The opportunity to develop one’s own identity is a vital part of college. But in a Yale classroom – where the alleged selling point is student diversity — it seems wasteful to avoid material because it fails to apply to everyone sitting at the table. There are ample academic opportunities, like the senior thesis, that afford us time to explore topics of immediate personal relevance.

Faculty endorse hypercritical discussion in their own ways. Professors often allow students to “piggyback” off one piece of critical flotsam to the next, all while the subject matter drifts, unexamined, into the deep. For some faculty, this is “diversity”: a barrage of attacks on white, male writers instead of a deeply considered syllabus in which authorial diversity is embedded. In this regard, hypercriticism ignores a well-worn model of good scholarship, allows students to critique without constructing and perpetuates endemic cynicism.

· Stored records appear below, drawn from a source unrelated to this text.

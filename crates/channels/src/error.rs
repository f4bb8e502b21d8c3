use thiserror::Error;

/// Failure reported by a platform adapter.
#[derive(Debug, Error)]
pub enum Error {
    /// The platform rejected or could not serve the request.
    #[error("platform unavailable: {message}")]
    Unavailable { message: String },
}

impl Error {
    #[must_use]
    pub fn unavailable(message: impl std::fmt::Display) -> Self {
        Self::Unavailable {
            message: message.to_string(),
        }
    }
}

pub type Result<T> = std::result::Result<T, Error>;
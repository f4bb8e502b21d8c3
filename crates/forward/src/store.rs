//! Persistence trait for per-channel forwarding targets.

use {async_trait::async_trait, crosslink_channels::ChannelRef};

use crate::{Result, types::ForwardTarget};

/// Backing store for database-mode target lists, keyed by source channel.
#[async_trait]
pub trait ForwardStore: Send + Sync {
    /// Stored targets for a channel; `None` if the channel has no record.
    async fn get_targets(&self, channel: &ChannelRef) -> Result<Option<Vec<ForwardTarget>>>;

    /// Insert or replace the channel's target list.
    async fn upsert_targets(&self, channel: &ChannelRef, targets: &[ForwardTarget]) -> Result<()>;

    /// Channels with at least one stored target.
    async fn list_channels(&self) -> Result<Vec<ChannelRef>>;
}
//! In-memory store for tests and ephemeral runs.

use std::{collections::BTreeMap, sync::Mutex};

use {async_trait::async_trait, crosslink_channels::ChannelRef};

use crate::{Result, store::ForwardStore, types::ForwardTarget};

/// Store backed by a `BTreeMap`. Nothing survives the process.
#[derive(Default)]
pub struct MemoryForwardStore {
    channels: Mutex<BTreeMap<ChannelRef, Vec<ForwardTarget>>>,
}

impl MemoryForwardStore {
    pub fn new() -> Self {
        Self::default()
    }
}

#[async_trait]
impl ForwardStore for MemoryForwardStore {
    async fn get_targets(&self, channel: &ChannelRef) -> Result<Option<Vec<ForwardTarget>>> {
        let channels = self.channels.lock().unwrap_or_else(|e| e.into_inner());
        Ok(channels.get(channel).cloned())
    }

    async fn upsert_targets(&self, channel: &ChannelRef, targets: &[ForwardTarget]) -> Result<()> {
        let mut channels = self.channels.lock().unwrap_or_else(|e| e.into_inner());
        channels.insert(channel.clone(), targets.to_vec());
        Ok(())
    }

    async fn list_channels(&self) -> Result<Vec<ChannelRef>> {
        let channels = self.channels.lock().unwrap_or_else(|e| e.into_inner());
        Ok(channels
            .iter()
            .filter(|(_, targets)| !targets.is_empty())
            .map(|(channel, _)| channel.clone())
            .collect())
    }
}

Great scholarship doesn’t erase past work, it advances it by substituting poor arguments for sound ones. While some might question preserving the works of history’s bigots, academic credibility hinges on a demonstrated understanding of the people who thought and wrote before us. It is both practically and intellectually more fruitful to build upon a thought than to ignore one.

Our era of academic intervention, preoccupied with recovering lost narratives and subverting conventional arguments, demands more detailed and responsive scholarship. Recent scholars have broadened the parameters of available material and promoted a markedly more comprehensive curriculum by deconstructing outdated arguments and replacing them with their own. Oddly enough, many Yale faculty who indulge shallow criticism in the seminar setting established their careers by translating disagreements with existing scholarship into substantial research. Why should Yale’s sacred roundtable discussions expect less of their participants?

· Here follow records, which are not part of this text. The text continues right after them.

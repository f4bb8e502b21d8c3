//! Decides whether an inbound message is a reply to route back or a message
//! to forward.

use {
    crosslink_channels::{BotRegistry, InboundMessage},
    crosslink_config::{DirectMessageMode, ForwardConfig},
    tracing::debug,
};

use crate::{dispatch::Dispatcher, types::RelayEntry};

/// What the forwarder does with one inbound message.
#[derive(Debug, Clone, PartialEq, Eq)]
pub enum Disposition {
    /// Not relayed anywhere.
    Ignore,
    /// Quotes one of our relayed messages: send only to its origin.
    Reply(RelayEntry),
    /// Fan out to the channel's resolved targets.
    Forward,
}

#[derive(Debug, Clone, Copy)]
pub struct ReplyInterceptor {
    direct_messages: DirectMessageMode,
    ignore_self: bool,
}

impl ReplyInterceptor {
    pub fn new(direct_messages: DirectMessageMode, ignore_self: bool) -> Self {
        Self {
            direct_messages,
            ignore_self,
        }
    }

    pub fn from_config(config: &ForwardConfig) -> Self {
        Self::new(config.direct_messages, config.ignore_self)
    }

    pub fn classify(
        &self,
        message: &InboundMessage,
        dispatcher: &Dispatcher,
        bots: &BotRegistry,
    ) -> Disposition {
        if self.ignore_self && bots.is_self(&message.platform, &message.author.id) {
            debug!(message_id = %message.message_id, author = %message.author.id, "ignoring message from a connected bot");
            return Disposition::Ignore;
        }

        if message.direct {
            match self.direct_messages {
                DirectMessageMode::Ignore => return Disposition::Ignore,
                DirectMessageMode::ForwardOnly => return Disposition::Forward,
                DirectMessageMode::Relay => {},
            }
        }

        let Some(quote) = &message.quote else {
            return Disposition::Forward;
        };
        match dispatcher.reply_origin(&quote.id) {
            Some(origin) => {
                debug!(message_id = %message.message_id, quoted = %quote.id, "reply to relayed message");
                Disposition::Reply(origin)
            },
            None => Disposition::Forward,
        }
    }
}

impl Default for ReplyInterceptor {
    fn default() -> Self {
        Self::new(DirectMessageMode::default(), true)
    }
}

As we lean into a habit of hypercriticism, we invariably fall into cynicism. After four years, we may leave Yale feeling powerless to improve anything concrete because our education was a highlight reel of studying other’s failures. If our deconstruction is to have meaning or effect, we must courageously construct something new in its place.

We should never stop thinking critically. But as I enter my final year at Yale, I am considering critique as the starting point, not the destination, of my academic discussions. I want to leave here with more than a mental junkyard of problematized thoughts.

Students should experiment with critical thought to promote human betterment. After all, critique is merely the first step in the larger intellectual challenge of improvement. Let’s try some different buzzwords — replace, restore, consolidate, improve and create. If we each find a way to construct original ideas in our academic conversations, we’ll be forging our own individual voice in the collective conversation. And maybe, just maybe, the subjects of our criticism may be less problematic in the future.